When the appellant offered evidence showing that Graham was in the possession of the filling station for the purpose of selling Sinclair products delivered to him by Beard Oil Company, it is our opinion that he established a prima facie case, showing that Graham was the agent of Beard Oil Company.
In the case of Norris v. Bryant, 217 S.C. 389, 60 S.E.2d 844, 849, this Court said:
"The burden of proof was upon appellant to show that Bryant, the driver of the truck, was a servant of Grant but when he established that the truck was being used in the performance of the contract which Grant had with Poinsett, he established a prima facie case. It seems to be generally held that where a prima facie case of master and servant is made out, and the defendant claims that he is not liable because the work was being done by an independent contractor, the burden is on him to prove such relationship. 27 Am. Jur., Independent Contractors, Section 59, page 538; 57 C.J.S., Master and Servant, § 615 (b), page 396. It has been said that 'the facts pertaining thereto being peculiarly within his (defendant's) knowledge, the law and justice require that he establish the alleged contract to the satisfaction of the jury by the greater weight of the evidence. It would be unfair, and work a hardship if the burden should be put upon the plaintiff of disproving an alleged contract to which he is an entire stranger.' Ember v. Gloucester Lumber Company, 167 N.C. 457, 83 S.E. 740, 742. We do not now undertake to determine the correctness of the rule laid down by these authorities. It is sufficient to say that the burden of at least going forward with the evidence on the issue of independent contractor shifted to Grant."

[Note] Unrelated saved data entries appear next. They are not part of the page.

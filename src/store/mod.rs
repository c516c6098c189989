//! Durable ledger persistence

pub mod ledger_db;

pub use ledger_db::{HeistRoll, LedgerDb};
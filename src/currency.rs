//! Display-side cents/coins conversion
//!
//! The engine works in cents throughout; this is presentation glue for
//! callers that render amounts.

use crate::config::EngineConfig;

#[derive(Debug, Clone)]
pub struct CurrencyFormatter {
    cents_per_coin: i64,
    coin_name: String,
    cent_name: String,
}

impl CurrencyFormatter {
    pub fn new(config: &EngineConfig) -> Self {
        Self {
            cents_per_coin: config.cents_per_coin.max(1),
            coin_name: config.coin_name.clone(),
            cent_name: config.cent_name.clone(),
        }
    }

    pub fn coins_to_cents(&self, coins: i64) -> i64 {
        coins * self.cents_per_coin
    }

    /// Split cents into whole coins and the remainder.
    pub fn cents_to_coins(&self, cents: i64) -> (i64, i64) {
        (cents / self.cents_per_coin, cents % self.cents_per_coin)
    }

    pub fn format(&self, cents: i64) -> String {
        let (coins, rest) = self.cents_to_coins(cents);
        format!(
            "{} {} and {} {}",
            coins, self.coin_name, rest, self.cent_name
        )
    }
}

#[cfg(test)]
mod tests {
    use super::*;

    fn formatter() -> CurrencyFormatter {
        CurrencyFormatter::new(&EngineConfig {
            cents_per_coin: 100,
            coin_name: "coins".into(),
            cent_name: "cents".into(),
            ..EngineConfig::default()
        })
    }

    #[test]
    fn test_split_and_join() {
        let fmt = formatter();
        assert_eq!(fmt.cents_to_coins(250), (2, 50));
        assert_eq!(fmt.cents_to_coins(99), (0, 99));
        assert_eq!(fmt.coins_to_cents(3), 300);
    }

    #[test]
    fn test_format() {
        let fmt = formatter();
        assert_eq!(fmt.format(1234), "12 coins and 34 cents");
        assert_eq!(fmt.format(0), "0 coins and 0 cents");
    }
}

As is heretofore stated, the evidence shows that Beard Oil Company was under the duty and obligation to maintain the filling station and make necessary repairs to the equipment. Such was the situation in Gomillion v. Forsythe, supra, and in relation to this matter, this Court said:
"There is another pertinent matter, which was not raised in the Court below, and was not mentioned in the argument here, which we are of opinion would preclude the direction of a verdict for the defendants, even if it were determined that Mr. Bell was an independent contractor. For the evidence shows as already recited that the defendants contracted to maintain the motor truck and keep it in good condition. And, as stated in 27 Am. Jur. 511: 'When such fact exists, a right of action accrues to a servant of the independent contractor, who is injured by failure of the employer to comply with the contract'.
"The statement just quoted is amply sustained by the Michigan case of Johnson v. Spear, 76 Mich. 139, 42 N.W. 1092, 15 Am. St. Rep. 298, wherein the pertinent facts and the holding of the Court are correctly stated in the syllabus as follows: `Where the owner furnishes machinery to a contractor while work is being done upon his premises, and injury results through his fault in not keeping it in suitable and safe condition, he is liable to any servant of the contractor for an injury to him from defects therein, and his liability arises out of his obligation to provide safe appliances for the contractor to use, and to keep his premises in safe condition, independent of any contract provision to that effect.'"
It is our conclusion that the trial Judge was in error in granting a nonsuit in favor of the respondents. We think that the question of whether Lynwood Graham was an independent contractor, or an agent of Beard Oil Company, was an issue that should have been submitted to the jury under all the facts and circumstances contained in the evidence.
We are satisfied the evidence is such as to require its submission to the jury as to both Graham and Beard Oil Company.
The judgment of the Circuit Court is reversed and the case remanded for a new trial.
STUKES, C.J., and TAYLOR, OXNER and LEGGE, JJ., concur.